*Dataset records:*
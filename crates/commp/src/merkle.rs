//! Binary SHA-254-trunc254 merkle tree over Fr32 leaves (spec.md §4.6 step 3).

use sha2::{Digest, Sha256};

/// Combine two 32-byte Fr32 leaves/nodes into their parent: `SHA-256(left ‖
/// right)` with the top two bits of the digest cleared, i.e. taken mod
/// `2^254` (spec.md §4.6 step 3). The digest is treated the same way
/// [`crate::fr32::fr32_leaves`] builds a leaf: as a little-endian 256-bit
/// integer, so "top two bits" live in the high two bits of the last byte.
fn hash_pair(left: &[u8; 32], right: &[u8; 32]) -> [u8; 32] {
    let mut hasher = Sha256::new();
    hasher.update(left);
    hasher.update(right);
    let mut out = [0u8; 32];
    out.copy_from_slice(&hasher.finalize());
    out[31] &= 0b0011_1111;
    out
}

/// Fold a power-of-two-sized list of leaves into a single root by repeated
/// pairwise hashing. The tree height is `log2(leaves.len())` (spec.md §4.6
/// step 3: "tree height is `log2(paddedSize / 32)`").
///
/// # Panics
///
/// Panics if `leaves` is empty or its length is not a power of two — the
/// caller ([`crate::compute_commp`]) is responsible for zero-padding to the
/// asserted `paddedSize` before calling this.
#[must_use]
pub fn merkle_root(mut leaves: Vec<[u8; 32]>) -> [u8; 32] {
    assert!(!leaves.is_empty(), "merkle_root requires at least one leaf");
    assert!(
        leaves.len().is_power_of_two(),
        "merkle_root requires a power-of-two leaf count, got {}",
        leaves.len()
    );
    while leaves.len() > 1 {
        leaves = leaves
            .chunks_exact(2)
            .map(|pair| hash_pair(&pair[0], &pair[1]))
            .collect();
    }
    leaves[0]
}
...
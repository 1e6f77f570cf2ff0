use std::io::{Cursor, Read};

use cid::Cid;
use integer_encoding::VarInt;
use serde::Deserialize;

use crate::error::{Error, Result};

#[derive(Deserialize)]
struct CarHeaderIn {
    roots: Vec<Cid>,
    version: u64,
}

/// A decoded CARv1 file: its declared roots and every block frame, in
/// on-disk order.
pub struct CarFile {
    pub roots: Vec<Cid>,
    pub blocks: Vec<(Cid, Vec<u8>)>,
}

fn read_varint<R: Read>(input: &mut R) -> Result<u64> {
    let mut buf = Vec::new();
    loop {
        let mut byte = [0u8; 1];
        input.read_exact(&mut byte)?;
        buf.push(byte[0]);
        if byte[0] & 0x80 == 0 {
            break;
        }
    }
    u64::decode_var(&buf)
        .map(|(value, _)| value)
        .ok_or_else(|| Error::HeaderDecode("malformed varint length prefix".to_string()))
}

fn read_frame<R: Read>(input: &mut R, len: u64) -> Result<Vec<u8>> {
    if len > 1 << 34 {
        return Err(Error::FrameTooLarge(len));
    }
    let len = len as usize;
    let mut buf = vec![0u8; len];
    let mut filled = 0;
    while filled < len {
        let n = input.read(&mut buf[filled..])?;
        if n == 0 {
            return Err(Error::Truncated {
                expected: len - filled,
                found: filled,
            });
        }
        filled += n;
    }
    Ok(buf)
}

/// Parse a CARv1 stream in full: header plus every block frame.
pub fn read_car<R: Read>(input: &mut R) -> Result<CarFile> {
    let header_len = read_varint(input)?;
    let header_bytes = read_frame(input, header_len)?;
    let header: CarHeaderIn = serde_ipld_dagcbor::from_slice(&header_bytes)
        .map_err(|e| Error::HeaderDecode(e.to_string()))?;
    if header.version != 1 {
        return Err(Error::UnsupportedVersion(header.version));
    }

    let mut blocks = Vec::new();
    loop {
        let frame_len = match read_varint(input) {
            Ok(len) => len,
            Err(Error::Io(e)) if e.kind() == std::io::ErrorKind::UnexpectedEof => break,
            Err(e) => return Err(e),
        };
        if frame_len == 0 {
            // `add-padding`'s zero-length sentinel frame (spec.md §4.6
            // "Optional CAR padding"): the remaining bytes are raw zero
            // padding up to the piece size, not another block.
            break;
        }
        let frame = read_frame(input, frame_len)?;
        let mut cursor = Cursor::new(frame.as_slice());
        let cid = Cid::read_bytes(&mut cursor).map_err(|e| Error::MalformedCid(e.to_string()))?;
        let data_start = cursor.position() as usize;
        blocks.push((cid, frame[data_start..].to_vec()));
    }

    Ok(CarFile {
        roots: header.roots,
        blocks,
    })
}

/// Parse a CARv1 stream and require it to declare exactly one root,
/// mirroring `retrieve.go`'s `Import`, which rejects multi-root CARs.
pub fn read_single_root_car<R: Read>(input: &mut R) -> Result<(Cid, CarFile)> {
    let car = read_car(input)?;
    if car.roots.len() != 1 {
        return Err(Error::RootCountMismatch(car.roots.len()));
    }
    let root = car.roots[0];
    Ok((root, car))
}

*To do:* The lines above starting at the one that contains "fn read_varint<R: Read>(input: &mut" and ending at the one that contains "let data_start = cursor.position()" must be transcribed exactly, and no other lines may appear.

*Problem solution:*
fn read_varint<R: Read>(input: &mut R) -> Result<u64> {
    let mut buf = Vec::new();
    loop {
        let mut byte = [0u8; 1];
        input.read_exact(&mut byte)?;
        buf.push(byte[0]);
        if byte[0] & 0x80 == 0 {
            break;
        }
    }
    u64::decode_var(&buf)
        .map(|(value, _)| value)
        .ok_or_else(|| Error::HeaderDecode("malformed varint length prefix".to_string()))
}

fn read_frame<R: Read>(input: &mut R, len: u64) -> Result<Vec<u8>> {
    if len > 1 << 34 {
        return Err(Error::FrameTooLarge(len));
    }
    let len = len as usize;
    let mut buf = vec![0u8; len];
    let mut filled = 0;
    while filled < len {
        let n = input.read(&mut buf[filled..])?;
        if n == 0 {
            return Err(Error::Truncated {
                expected: len - filled,
                found: filled,
            });
        }
        filled += n;
    }
    Ok(buf)
}

/// Parse a CARv1 stream in full: header plus every block frame.
pub fn read_car<R: Read>(input: &mut R) -> Result<CarFile> {
    let header_len = read_varint(input)?;
    let header_bytes = read_frame(input, header_len)?;
    let header: CarHeaderIn = serde_ipld_dagcbor::from_slice(&header_bytes)
        .map_err(|e| Error::HeaderDecode(e.to_string()))?;
    if header.version != 1 {
        return Err(Error::UnsupportedVersion(header.version));
    }

    let mut blocks = Vec::new();
    loop {
        let frame_len = match read_varint(input) {
            Ok(len) => len,
            Err(Error::Io(e)) if e.kind() == std::io::ErrorKind::UnexpectedEof => break,
            Err(e) => return Err(e),
        };
        if frame_len == 0 {
            // `add-padding`'s zero-length sentinel frame (spec.md §4.6
            // "Optional CAR padding"): the remaining bytes are raw zero
            // padding up to the piece size, not another block.
            break;
        }
        let frame = read_frame(input, frame_len)?;
        let mut cursor = Cursor::new(frame.as_slice());
        let cid = Cid::read_bytes(&mut cursor).map_err(|e| Error::MalformedCid(e.to_string()))?;
        let data_start = cursor.position() as usize;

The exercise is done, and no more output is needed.